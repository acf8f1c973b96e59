//! Occupancy state machine
//!
//! Derives a trustworthy occupancy signal from a sensor whose hardware clear
//! reports are unreliable. Time is always passed in, so the machine itself
//! owns no timers: the armed clear timer and the startup guard are deadlines
//! that the session task sleeps on.
//!
//! Key behaviors:
//! - Accepted motion sets Occupied and (re)arms the clear deadline
//! - The clear deadline always wins: Occupied never outlives
//!   `motion_timeout` after the last accepted motion
//! - A hardware clear while Clear, or at least `stuck_motion_threshold`
//!   after the last motion, is a stuck sensor resetting and counts as motion
//! - A hardware clear sooner than that is a normal fast cycle and is ignored
//! - Counters only grow; a new machine is the only way to reset them

use crate::infra::config::Timings;
use crate::services::startup_guard::StartupGuard;
use std::time::Duration;
use tokio::time::Instant;

#[derive(Debug, Clone, Copy, PartialEq, Eq)]
pub enum Occupancy {
    Clear,
    Occupied,
}

impl Occupancy {
    #[inline]
    pub fn is_occupied(self) -> bool {
        self == Occupancy::Occupied
    }
}

/// Result of accepting a motion signal
#[derive(Debug, Clone, Copy, PartialEq, Eq)]
pub struct MotionAccepted {
    /// Clear → Occupied happened (the sink needs an update)
    pub became_occupied: bool,
    /// This motion cancelled the pending startup guard
    pub guard_cancelled: bool,
    /// When the freshly armed clear timer fires
    pub clear_at: Instant,
}

/// How a hardware clear report was classified
#[derive(Debug, Clone, Copy, PartialEq, Eq)]
pub enum ClearDisposition {
    /// Clear while already Clear: the sensor was stuck and is resetting
    ResetWhileClear,
    /// Clear arrived at or after the stuck threshold
    StuckReset { elapsed: Option<Duration> },
    /// Normal fast motion → clear cycle; the timer governs
    FastCycle { elapsed: Duration },
}

impl ClearDisposition {
    pub fn as_str(&self) -> &'static str {
        match self {
            ClearDisposition::ResetWhileClear => "reset_while_clear",
            ClearDisposition::StuckReset { .. } => "stuck_reset",
            ClearDisposition::FastCycle { .. } => "fast_cycle",
        }
    }
}

/// Result of a hardware clear report
#[derive(Debug, Clone, Copy, PartialEq, Eq)]
pub struct ClearHandled {
    pub disposition: ClearDisposition,
    /// Set when the clear was reclassified as motion
    pub motion: Option<MotionAccepted>,
}

/// Point-in-time view of the machine, for health checks and tests
#[derive(Debug, Clone, Copy, PartialEq, Eq)]
pub struct OccupancySnapshot {
    pub occupancy: Occupancy,
    pub last_motion_at: Option<Instant>,
    pub clear_at: Option<Instant>,
    pub motion_event_count: u64,
    pub clear_event_count: u64,
    pub startup_guard_active: bool,
}

pub struct OccupancyMachine {
    state: Occupancy,
    last_motion_at: Option<Instant>,
    /// The single armed clear timer, if any
    clear_at: Option<Instant>,
    motion_event_count: u64,
    clear_event_count: u64,
    guard: StartupGuard,
    motion_timeout: Duration,
    stuck_motion_threshold: Duration,
}

impl OccupancyMachine {
    /// Create a machine for a new session
    ///
    /// `restored` is the occupancy the host claims the device had. It is
    /// honored only until the startup guard fires.
    pub fn new(now: Instant, timings: &Timings, restored: Option<bool>) -> Self {
        let state = match restored {
            Some(true) => Occupancy::Occupied,
            _ => Occupancy::Clear,
        };
        Self {
            state,
            last_motion_at: None,
            clear_at: None,
            motion_event_count: 0,
            clear_event_count: 0,
            guard: StartupGuard::arm(now, timings.startup_guard_delay),
            motion_timeout: timings.motion_timeout,
            stuck_motion_threshold: timings.stuck_motion_threshold,
        }
    }

    /// Accept a motion signal at `now`
    ///
    /// Replaces any armed clear timer; there is never more than one.
    pub fn accept_motion(&mut self, now: Instant) -> MotionAccepted {
        let became_occupied = !self.state.is_occupied();
        self.state = Occupancy::Occupied;
        self.last_motion_at = Some(now);
        self.motion_event_count += 1;

        let clear_at = now + self.motion_timeout;
        self.clear_at = Some(clear_at);

        let guard_cancelled = self.guard.cancel();

        MotionAccepted { became_occupied, guard_cancelled, clear_at }
    }

    /// Handle a hardware clear report at `now`
    ///
    /// The threshold is inclusive: a clear exactly `stuck_motion_threshold`
    /// after motion is a stuck reset. A reclassified clear counts as both a
    /// clear and a motion event.
    pub fn hardware_clear(&mut self, now: Instant) -> ClearHandled {
        self.clear_event_count += 1;

        let disposition = if !self.state.is_occupied() {
            ClearDisposition::ResetWhileClear
        } else {
            match self.last_motion_at {
                Some(last) => {
                    let elapsed = now.saturating_duration_since(last);
                    if elapsed >= self.stuck_motion_threshold {
                        ClearDisposition::StuckReset { elapsed: Some(elapsed) }
                    } else {
                        ClearDisposition::FastCycle { elapsed }
                    }
                }
                // Occupied only by restored state: no motion to measure from
                None => ClearDisposition::StuckReset { elapsed: None },
            }
        };

        let motion = match disposition {
            ClearDisposition::FastCycle { .. } => None,
            _ => Some(self.accept_motion(now)),
        };

        ClearHandled { disposition, motion }
    }

    /// Fire the clear timer if it is due
    ///
    /// Returns true when the timer fired; occupancy is then Clear
    /// unconditionally.
    pub fn fire_clear_timer(&mut self, now: Instant) -> bool {
        match self.clear_at {
            Some(deadline) if deadline <= now => {
                self.clear_at = None;
                self.state = Occupancy::Clear;
                true
            }
            _ => false,
        }
    }

    /// Fire the startup guard if it is due
    ///
    /// Returns true when the guard fired; occupancy is then forced Clear.
    pub fn fire_startup_guard(&mut self, now: Instant) -> bool {
        if !self.guard.fire(now) {
            return false;
        }
        self.state = Occupancy::Clear;
        true
    }

    #[inline]
    pub fn occupancy(&self) -> Occupancy {
        self.state
    }

    #[inline]
    pub fn clear_deadline(&self) -> Option<Instant> {
        self.clear_at
    }

    #[inline]
    pub fn startup_deadline(&self) -> Option<Instant> {
        self.guard.deadline()
    }

    #[inline]
    pub fn last_motion_at(&self) -> Option<Instant> {
        self.last_motion_at
    }

    #[inline]
    pub fn motion_event_count(&self) -> u64 {
        self.motion_event_count
    }

    #[inline]
    pub fn clear_event_count(&self) -> u64 {
        self.clear_event_count
    }

    #[inline]
    pub fn motion_timeout(&self) -> Duration {
        self.motion_timeout
    }

    pub fn snapshot(&self) -> OccupancySnapshot {
        OccupancySnapshot {
            occupancy: self.state,
            last_motion_at: self.last_motion_at,
            clear_at: self.clear_at,
            motion_event_count: self.motion_event_count,
            clear_event_count: self.clear_event_count,
            startup_guard_active: self.guard.is_active(),
        }
    }
}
***
Requirement = Return each line above where the word "armed" shows up.

Solution =
//! owns no timers: the armed clear timer and the startup guard are deadlines
    /// When the freshly armed clear timer fires
    /// The single armed clear timer, if any
    /// Replaces any armed clear timer; there is never more than one.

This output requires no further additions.